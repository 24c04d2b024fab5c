// SPDX-License-Identifier: MIT
// SPDX-FileCopyrightText: 2025 Jonathan D. A. Jewell <hyperpolymath>

//! Ordering of the topics under each speaker's `Self` node

use indexmap::IndexMap;

use super::builder::{PINGS_KEY, SELF_KEY};
use super::{CategoryTree, TreeNode};
use crate::phase_log::PhaseLog;

/// Priority and special-category ordering for `Self` children
#[derive(Debug, Clone, Default)]
pub struct TopicSorter {
    priority: Vec<String>,
    trailing: Vec<String>,
}

impl TopicSorter {
    /// `priority` keys lead in list order; `trailing` keys (special
    /// categories) follow the ordinary topics in list order, then `Pings`
    pub fn new(priority: Vec<String>, trailing: Vec<String>) -> Self {
        Self { priority, trailing }
    }

    /// Ordered keys for one `Self` mapping
    pub fn order<'a>(&self, keys: impl IntoIterator<Item = &'a str>, log: &mut PhaseLog) -> Vec<&'a str> {
        let keys: Vec<&str> = keys.into_iter().collect();
        log.push(format!("Topics before sorting: {:?}", keys));

        let mut ordered: Vec<&str> = Vec::with_capacity(keys.len());
        for wanted in &self.priority {
            if let Some(key) = keys.iter().find(|k| **k == wanted.as_str()) {
                ordered.push(*key);
            }
        }
        ordered.extend(
            keys.iter()
                .copied()
                .filter(|k| *k != PINGS_KEY && !self.is_priority(k) && !self.is_trailing(k)),
        );
        for wanted in &self.trailing {
            if let Some(key) = keys.iter().find(|k| **k == wanted.as_str() && !self.is_priority(k)) {
                ordered.push(*key);
            }
        }
        if keys.contains(&PINGS_KEY) {
            ordered.push(PINGS_KEY);
        }

        log.push(format!("Topics after sorting: {:?}", ordered));
        ordered
    }

    /// Reorder the children of every speaker's `Self` node in place
    pub fn sort_tree(&self, tree: &mut CategoryTree, log: &mut PhaseLog) {
        for (speaker, node) in tree.root_mut() {
            let TreeNode::Branch(subjects) = node else {
                continue;
            };
            if let Some(TreeNode::Branch(topics)) = subjects.get_mut(SELF_KEY) {
                log.push(format!("Sorting Self topics of '{}'", speaker));
                *topics = self.sorted(std::mem::take(topics), log);
            }
        }
    }

    fn sorted(&self, mut topics: IndexMap<String, TreeNode>, log: &mut PhaseLog) -> IndexMap<String, TreeNode> {
        let order: Vec<String> = self
            .order(topics.keys().map(String::as_str), log)
            .into_iter()
            .map(String::from)
            .collect();

        let mut out = IndexMap::with_capacity(topics.len());
        for key in order {
            if let Some(node) = topics.shift_remove(&key) {
                out.insert(key, node);
            }
        }
        out
    }

    fn is_priority(&self, key: &str) -> bool {
        self.priority.iter().any(|p| p == key)
    }

    fn is_trailing(&self, key: &str) -> bool {
        self.trailing.iter().any(|t| t == key)
    }
}

#[cfg(test)]
mod tests {
    use super::*;
    use crate::tree::{LeafEntry, LeafGroup};

    fn strings(items: &[&str]) -> Vec<String> {
        items.iter().map(|s| s.to_string()).collect()
    }

    fn sorter() -> TopicSorter {
        TopicSorter::new(
            strings(&["Select", "Unselect", "Pre game", "Post game"]),
            strings(&["Killstreaks", "Emotions", "Combat"]),
        )
    }

    #[test]
    fn test_priority_then_insertion_then_pings() {
        let mut log = PhaseLog::new("sorting");
        let order = sorter().order(["Pings", "Post game", "Select", "Random"], &mut log);
        assert_eq!(order, vec!["Select", "Post game", "Random", "Pings"]);
        assert_eq!(log.len(), 2);
    }

    #[test]
    fn test_unlisted_keys_keep_insertion_order() {
        let mut log = PhaseLog::new("sorting");
        let order = sorter().order(["Zeta", "Combat", "Alpha", "Emotions", "Unselect"], &mut log);
        assert_eq!(order, vec!["Unselect", "Zeta", "Alpha", "Emotions", "Combat"]);
    }

    #[test]
    fn test_sort_tree_touches_only_self_nodes() {
        let leaf = || TreeNode::Leaf(LeafGroup::new(vec![LeafEntry::Path("x.mp3".to_string())]));

        let mut self_topics = IndexMap::new();
        self_topics.insert("Pings".to_string(), TreeNode::branch());
        self_topics.insert("Random".to_string(), leaf());
        self_topics.insert("Select".to_string(), leaf());

        let mut other = IndexMap::new();
        other.insert("Pings".to_string(), TreeNode::branch());
        other.insert("Select".to_string(), leaf());

        let mut subjects = IndexMap::new();
        subjects.insert("Haze".to_string(), TreeNode::Branch(other));
        subjects.insert("Self".to_string(), TreeNode::Branch(self_topics));

        let mut root = IndexMap::new();
        root.insert("Lash".to_string(), TreeNode::Branch(subjects));
        let mut tree = CategoryTree::from_root(root);

        sorter().sort_tree(&mut tree, &mut PhaseLog::new("sorting"));

        let TreeNode::Branch(subjects) = &tree.root()["Lash"] else {
            panic!("speaker should be a branch");
        };
        assert_eq!(subjects.keys().collect::<Vec<_>>(), vec!["Haze", "Self"]);
        let TreeNode::Branch(self_topics) = &subjects["Self"] else {
            panic!("Self should be a branch");
        };
        assert_eq!(self_topics.keys().collect::<Vec<_>>(), vec!["Select", "Random", "Pings"]);
        let TreeNode::Branch(other) = &subjects["Haze"] else {
            panic!("Haze should be a branch");
        };
        assert_eq!(other.keys().collect::<Vec<_>>(), vec!["Pings", "Select"]);
    }
}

* * * * *

■ TASK DIRECTIONS: Every entry must appear in the answer exactly as written.

■ EXPECTED ANSWER:
repository 24c04d2b024fab5c
// SPDX-License-Identifier: MIT
// SPDX-FileCopyrightText: 2025 Jonathan D. A. Jewell <hyperpolymath>

//! Ordering of the topics under each speaker's `Self` node

use indexmap::IndexMap;

use super::builder::{PINGS_KEY, SELF_KEY};
use super::{CategoryTree, TreeNode};
use crate::phase_log::PhaseLog;

/// Priority and special-category ordering for `Self` children
#[derive(Debug, Clone, Default)]
pub struct TopicSorter {
    priority: Vec<String>,
    trailing: Vec<String>,
}

impl TopicSorter {
    /// `priority` keys lead in list order; `trailing` keys (special
    /// categories) follow the ordinary topics in list order, then `Pings`
    pub fn new(priority: Vec<String>, trailing: Vec<String>) -> Self {
        Self { priority, trailing }
    }

    /// Ordered keys for one `Self` mapping
    pub fn order<'a>(&self, keys: impl IntoIterator<Item = &'a str>, log: &mut PhaseLog) -> Vec<&'a str> {
        let keys: Vec<&str> = keys.into_iter().collect();
        log.push(format!("Topics before sorting: {:?}", keys));

        let mut ordered: Vec<&str> = Vec::with_capacity(keys.len());
        for wanted in &self.priority {
            if let Some(key) = keys.iter().find(|k| **k == wanted.as_str()) {
                ordered.push(*key);
            }
        }
        ordered.extend(
            keys.iter()
                .copied()
                .filter(|k| *k != PINGS_KEY && !self.is_priority(k) && !self.is_trailing(k)),
        );
        for wanted in &self.trailing {
            if let Some(key) = keys.iter().find(|k| **k == wanted.as_str() && !self.is_priority(k)) {
                ordered.push(*key);
            }
        }
        if keys.contains(&PINGS_KEY) {
            ordered.push(PINGS_KEY);
        }

        log.push(format!("Topics after sorting: {:?}", ordered));
        ordered
    }

    /// Reorder the children of every speaker's `Self` node in place
    pub fn sort_tree(&self, tree: &mut CategoryTree, log: &mut PhaseLog) {
        for (speaker, node) in tree.root_mut() {
            let TreeNode::Branch(subjects) = node else {
                continue;
            };
            if let Some(TreeNode::Branch(topics)) = subjects.get_mut(SELF_KEY) {
                log.push(format!("Sorting Self topics of '{}'", speaker));
                *topics = self.sorted(std::mem::take(topics), log);
            }
        }
    }

    fn sorted(&self, mut topics: IndexMap<String, TreeNode>, log: &mut PhaseLog) -> IndexMap<String, TreeNode> {
        let order: Vec<String> = self
            .order(topics.keys().map(String::as_str), log)
            .into_iter()
            .map(String::from)
            .collect();

        let mut out = IndexMap::with_capacity(topics.len());
        for key in order {
            if let Some(node) = topics.shift_remove(&key) {
                out.insert(key, node);
            }
        }
        out
    }

    fn is_priority(&self, key: &str) -> bool {
        self.priority.iter().any(|p| p == key)
    }

    fn is_trailing(&self, key: &str) -> bool {
        self.trailing.iter().any(|t| t == key)
    }
}

#[cfg(test)]
mod tests {
    use super::*;
    use crate::tree::{LeafEntry, LeafGroup};

    fn strings(items: &[&str]) -> Vec<String> {
        items.iter().map(|s| s.to_string()).collect()
    }

    fn sorter() -> TopicSorter {
        TopicSorter::new(
            strings(&["Select", "Unselect", "Pre game", "Post game"]),
            strings(&["Killstreaks", "Emotions", "Combat"]),
        )
    }

    #[test]
    fn test_priority_then_insertion_then_pings() {
        let mut log = PhaseLog::new("sorting");
        let order = sorter().order(["Pings", "Post game", "Select", "Random"], &mut log);
        assert_eq!(order, vec!["Select", "Post game", "Random", "Pings"]);
        assert_eq!(log.len(), 2);
    }

    #[test]
    fn test_unlisted_keys_keep_insertion_order() {
        let mut log = PhaseLog::new("sorting");
        let order = sorter().order(["Zeta", "Combat", "Alpha", "Emotions", "Unselect"], &mut log);
        assert_eq!(order, vec!["Unselect", "Zeta", "Alpha", "Emotions", "Combat"]);
    }

    #[test]
    fn test_sort_tree_touches_only_self_nodes() {
        let leaf = || TreeNode::Leaf(LeafGroup::new(vec![LeafEntry::Path("x.mp3".to_string())]));

        let mut self_topics = IndexMap::new();
        self_topics.insert("Pings".to_string(), TreeNode::branch());
        self_topics.insert("Random".to_string(), leaf());
        self_topics.insert("Select".to_string(), leaf());

        let mut other = IndexMap::new();
        other.insert("Pings".to_string(), TreeNode::branch());
        other.insert("Select".to_string(), leaf());

        let mut subjects = IndexMap::new();
        subjects.insert("Haze".to_string(), TreeNode::Branch(other));
        subjects.insert("Self".to_string(), TreeNode::Branch(self_topics));

        let mut root = IndexMap::new();
        root.insert("Lash".to_string(), TreeNode::Branch(subjects));
        let mut tree = CategoryTree::from_root(root);

        sorter().sort_tree(&mut tree, &mut PhaseLog::new("sorting"));

        let TreeNode::Branch(subjects) = &tree.root()["Lash"] else {
            panic!("speaker should be a branch");
        };
        assert_eq!(subjects.keys().collect::<Vec<_>>(), vec!["Haze", "Self"]);
        let TreeNode::Branch(self_topics) = &subjects["Self"] else {
            panic!("Self should be a branch");
        };
        assert_eq!(self_topics.keys().collect::<Vec<_>>(), vec!["Select", "Random", "Pings"]);
        let TreeNode::Branch(other) = &subjects["Haze"] else {
            panic!("Haze should be a branch");
        };
        assert_eq!(other.keys().collect::<Vec<_>>(), vec!["Pings", "Select"]);
    }
}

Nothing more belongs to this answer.